Kül 7/ Eller (1)

28 4 0
                                    

Ben senin uydunum, etrafında dönüyorum
Ama bu senin güneş olduğun anlamına gelmez
İstediğin gibi, bir merkez haline geldin
Memnunmuşsun gibi davranmamalısın

Nasıl olur da titrek bir anı
Sessizce gözlerini kapattırabilir
Olanlar senin yönteminle ilerliyor
Beni incitmemelisin.

Sihirbaz'ın yönetiminde ilerliyordum. Her geçen gün bir şey öğreniyor, kendimi daha iyi ve güçlü hissediyordum. Bilgin biz gitmeden önce turuncu bir hap vermiş ve uyumadan önce almamı istemişti. Hapı almadığım zamanlar kâbuslar devam edebilir demişti. 2 kez almayı unutmuştum hapı. Bir tanesinde babam ile ilgili bir kâbustu. Diğeri ise ne olduğunu anlamadığım siluetlerle ilgiliydi. Birkaç kişi konuşuyordu. Sürekli adım dönüyordu dillerinde fakat sesleri ayırt edemiyordum. Bunlar dışında problem yoktu. Her zaman ki rutin...

Tekrardan kitaba geri döndüm. Sihirbaz ile işimiz olmadığı zaman ormanı geziyor veya kitap okuyordum. 2-3 haftasına öncesine kadar meraklı ve ilginç geliyordu bunlar. Fakat şu aralar o kadar sıkıcı geliyordu ki günler, insan aksiyon istiyordu hayatında biraz.

Ama bu sıradanlığı da Sihirbaz'a borçluydum. İtilip kakılan hayatımdan kaçtığımda gideceğim yer, bunu düşünecek halim bile yoktu.

Açık bıraktığım kitaptan kesit gözüme gözüktü sonradan.

Şu anda, sana güzel bir söz söyleyebilmek için, on bin kitap okumuş olmayı isterdim" dedi: Gene de az gelişmiş bir cümle söylemeden içim rahat etmeyecek: "Seni tanıdığıma çok sevindim kendi çapımda..."

İçime bir his doldu o an da. Yerimden kalkıp çalışma odasına ilerledim. Kapıyı tıklatıp içeriden 'gel' sesini duymayı bekledim. Sihirbaz'ın sesini duyduğumda girdim. Büyük masanın başındaki sandalyede oturuyor, dosyaları inceliyordu yoğun bir ciddiyetle.

Başını kaldırdığında bakışları yumuşadı. "Bir şey mi oldu, küçük?"
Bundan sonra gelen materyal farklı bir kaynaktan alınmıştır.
// src/model/cell.rs

use crate::error::{Result, SimError};
use serde::{Deserialize, Serialize};
use std::fmt;

/// Six unit-cell parameters. Lengths in Å, angles stored in degrees and
/// converted to radians where the geometry engine needs trigonometry.
#[derive(Debug, Clone, Copy, PartialEq, Serialize, Deserialize)]
pub struct UnitCell {
    pub a: f64,
    pub b: f64,
    pub c: f64,
    pub alpha: f64,
    pub beta: f64,
    pub gamma: f64,
}

impl Default for UnitCell {
    fn default() -> Self {
        // Start-up values of the simulation controls (Pm-3m perovskite-like cell)
        Self {
            a: 4.15,
            b: 4.15,
            c: 4.15,
            alpha: 90.0,
            beta: 90.0,
            gamma: 90.0,
        }
    }
}

impl UnitCell {
    /// Cell angles in radians, in (alpha, beta, gamma) order.
    pub fn angles_rad(&self) -> (f64, f64, f64) {
        (
            self.alpha.to_radians(),
            self.beta.to_radians(),
            self.gamma.to_radians(),
        )
    }
}

/// The six lattice symmetry classes the engine can compute d-spacings for.
/// Trigonal cells are handled through the hexagonal setting (gamma = 120).
#[derive(Debug, Clone, Copy, PartialEq, Eq, Serialize, Deserialize)]
pub enum LatticeSystem {
    Cubic,
    Tetragonal,
    Orthorhombic,
    Hexagonal,
    Monoclinic,
    Triclinic,
}

impl fmt::Display for LatticeSystem {
    fn fmt(&self, f: &mut fmt::Formatter) -> fmt::Result {
        let name = match self {
            LatticeSystem::Cubic => "cubic",
            LatticeSystem::Tetragonal => "tetragonal",
            LatticeSystem::Orthorhombic => "orthorhombic",
            LatticeSystem::Hexagonal => "hexagonal",
            LatticeSystem::Monoclinic => "monoclinic",
            LatticeSystem::Triclinic => "triclinic",
        };
        write!(f, "{}", name)
    }
}

fn close(x: f64, y: f64, tol: f64) -> bool {
    (x - y).abs() <= tol
}

/// Infer the crystal system from the cell parameters and space-group number.
///
/// Rules are evaluated in priority order (cubic first, triclinic last); the
/// first satisfied rule wins. `tol = 0.0` compares the real-valued
/// parameters exactly, which reproduces the historical behavior of the
/// simulation; pass a small positive tolerance to accept cells that are
/// equal only up to rounding.
///
/// A failed classification aborts the recompute: no reflection list is
/// produced and the error carries the constraint diagnostic.
pub fn classify(cell: &UnitCell, space_group: u16, tol: f64) -> Result<LatticeSystem> {
    if !(1..=230).contains(&space_group) {
        return Err(SimError::UnknownSpaceGroup(space_group));
    }

    let UnitCell {
        a,
        b,
        c,
        alpha,
        beta,
        gamma,
    } = *cell;
    let sg = space_group;

    let right = |x: f64| close(x, 90.0, tol);
    let all_right = right(alpha) && right(beta) && right(gamma);

    let system = if close(a, b, tol) && close(b, c, tol) && all_right && (195..=230).contains(&sg) {
        LatticeSystem::Cubic
    } else if (close(a, b, tol) || close(c, b, tol) || close(a, c, tol))
        && all_right
        && (75..=142).contains(&sg)
    {
        LatticeSystem::Tetragonal
    } else if all_right && (16..=74).contains(&sg) {
        LatticeSystem::Orthorhombic
    } else if close(a, b, tol)
        && right(alpha)
        && right(beta)
        && close(gamma, 120.0, tol)
        && (143..=194).contains(&sg)
    {
        LatticeSystem::Hexagonal
    } else if right(alpha) && right(gamma) && !right(beta) && (3..=15).contains(&sg) {
        LatticeSystem::Monoclinic
    } else if !right(alpha) && !right(beta) && !right(gamma) && sg <= 2 {
        LatticeSystem::Triclinic
    } else {
        return Err(SimError::LatticeMismatch {
            space_group: sg,
            reason: "check lattice parameters (monoclinic: beta != 90; hexagonal: gamma = 120)"
                .to_string(),
        });
    };

    Ok(system)
}

#[cfg(test)]
mod tests {
    use super::*;

    fn cell(a: f64, b: f64, c: f64, alpha: f64, beta: f64, gamma: f64) -> UnitCell {
        UnitCell {
            a,
            b,
            c,
            alpha,
            beta,
            gamma,
        }
    }

    #[test]
    fn cubic_cell_with_cubic_group() {
        let result = classify(&UnitCell::default(), 221, 0.0).unwrap();
        assert_eq!(result, LatticeSystem::Cubic);
        assert_eq!(result.to_string(), "cubic");
    }

    #[test]
    fn cubic_cell_with_trigonal_group_is_rejected() {
        // Space group 150 is outside every range the cubic cell can satisfy
        let err = classify(&UnitCell::default(), 150, 0.0).unwrap_err();
        assert!(matches!(err, SimError::LatticeMismatch { space_group: 150, .. }));
    }

    #[test]
    fn tetragonal_accepts_any_equal_pairing() {
        let sys = classify(&cell(4.0, 4.0, 6.0, 90.0, 90.0, 90.0), 100, 0.0).unwrap();
        assert_eq!(sys, LatticeSystem::Tetragonal);
        // c = b pairing, a unique
        let sys = classify(&cell(6.0, 4.0, 4.0, 90.0, 90.0, 90.0), 100, 0.0).unwrap();
        assert_eq!(sys, LatticeSystem::Tetragonal);
        let sys = classify(&cell(4.0, 6.0, 4.0, 90.0, 90.0, 90.0), 100, 0.0).unwrap();
        assert_eq!(sys, LatticeSystem::Tetragonal);
    }

    #[test]
    fn cubic_shape_with_tetragonal_group_falls_through_to_tetragonal() {
        // a = b = c but the group is tetragonal, so rule 1 fails on the group
        // range and rule 2 catches it
        let sys = classify(&cell(4.0, 4.0, 4.0, 90.0, 90.0, 90.0), 100, 0.0).unwrap();
        assert_eq!(sys, LatticeSystem::Tetragonal);
    }

    #[test]
    fn hexagonal_requires_gamma_120() {
        let sys = classify(&cell(4.0, 4.0, 6.0, 90.0, 90.0, 120.0), 194, 0.0).unwrap();
        assert_eq!(sys, LatticeSystem::Hexagonal);
        assert!(classify(&cell(4.0, 4.0, 6.0, 90.0, 90.0, 119.0), 194, 0.0).is_err());
    }

    #[test]
    fn monoclinic_unique_axis_b() {
        let sys = classify(&cell(5.0, 6.0, 7.0, 90.0, 104.0, 90.0), 14, 0.0).unwrap();
        assert_eq!(sys, LatticeSystem::Monoclinic);
        // beta = 90 makes it orthorhombic-shaped, which group 14 cannot claim
        assert!(classify(&cell(5.0, 6.0, 7.0, 90.0, 90.0, 90.0), 14, 0.0).is_err());
    }

    #[test]
    fn triclinic_requires_all_angles_oblique() {
        let sys = classify(&cell(4.0, 5.0, 6.0, 80.0, 95.0, 100.0), 2, 0.0).unwrap();
        assert_eq!(sys, LatticeSystem::Triclinic);
        assert!(classify(&cell(4.0, 5.0, 6.0, 90.0, 95.0, 100.0), 2, 0.0).is_err());
    }

    #[test]
    fn out_of_range_group_is_a_configuration_error() {
        assert!(matches!(
            classify(&UnitCell::default(), 0, 0.0),
            Err(SimError::UnknownSpaceGroup(0))
        ));
        assert!(matches!(
            classify(&UnitCell::default(), 231, 0.0),
            Err(SimError::UnknownSpaceGroup(231))
        ));
    }

    #[test]
    fn exact_comparison_is_the_default_but_tolerance_is_honored() {
        let nearly = cell(4.15, 4.15 + 1e-9, 4.15, 90.0, 90.0, 90.0);
        assert!(classify(&nearly, 221, 0.0).is_err());
        assert_eq!(classify(&nearly, 221, 1e-6).unwrap(), LatticeSystem::Cubic);
    }
}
Ardımda ki kapıyı kapatarak yanına ilerledim. "Ben sana bir şey söylemek istiyorum. Kitap okuyordum bir kesit dikkatimi çekti. Kesit de yazıyordu ki; " Şu anda, sana güzel bir söz söyleyebilmek için, on bin kitap okumuş olmayı isterdim" dedi: Gene de az gelişmiş bir cümle söylemeden içim rahat etmeyecek: "Seni tanıdığıma çok sevindim kendi çapımda..." Demek isteyeceğim şu ki, seni tanıdığıma çok sevindim. İyi ki o gün sahil kenarında yanıma geldin. Eğer sen gelmeseydin inan bana ne yapardım bilmiyorum."

Gülümseyerek ayağa kalktı. "Önemli değil, küçük. Bunları senin, siz insanların iyi olması için yapıyorum.
Fakat benim de sana söylemem, daha doğrusu itiraf etmem gereken bir şey var. Ben, normalde insanlara böyle yardımlar yapmam. Yani yaparım ama sadece maddi olarak. O gün seni gördüğümde nedensiz bir şekilde seni ayağa kaldırmak istedim. İlk defa da olsa bi insana manevi bir şekilde yardım etmek istedim. Bunun için yalan söyledim ama o gün ayakta duramayacak gibi duruyordun ve başka türlü güvenilir bir şey söyleyemezdim."

Söylediği şey ile içimde hiçbir şey değişmemişti. Bu söylediklerinde bir ardniyet aramadım. Sihirbaz iyi biriydi. Ona güveniyordum.

İçimdekileri dışa aktarmak adına dudaklarımı araladım. "Sen çok iyi birisin Sihirbaz. Söylediklerine, sana inanıyorum, güveniyorum."

İkimizde dudaklarımızdaki koca gülümseme ile birbirlerimize bakıyorduk. Sihirbaz ensesini kaşıdı. Biraz utangaç bir şekilde konuştu. "Şey, bu durumda sarılmamız gerekiyordu galiba."

"Ah evet. Yani filmler, kitaplar falan bilirsin. Her filmde öyle olur değil mi? Yani eğer öyle olmazsa tuhaf olurdu." Ah! Ben ne saçmalıyordum ya? İyice dibe batmıştım.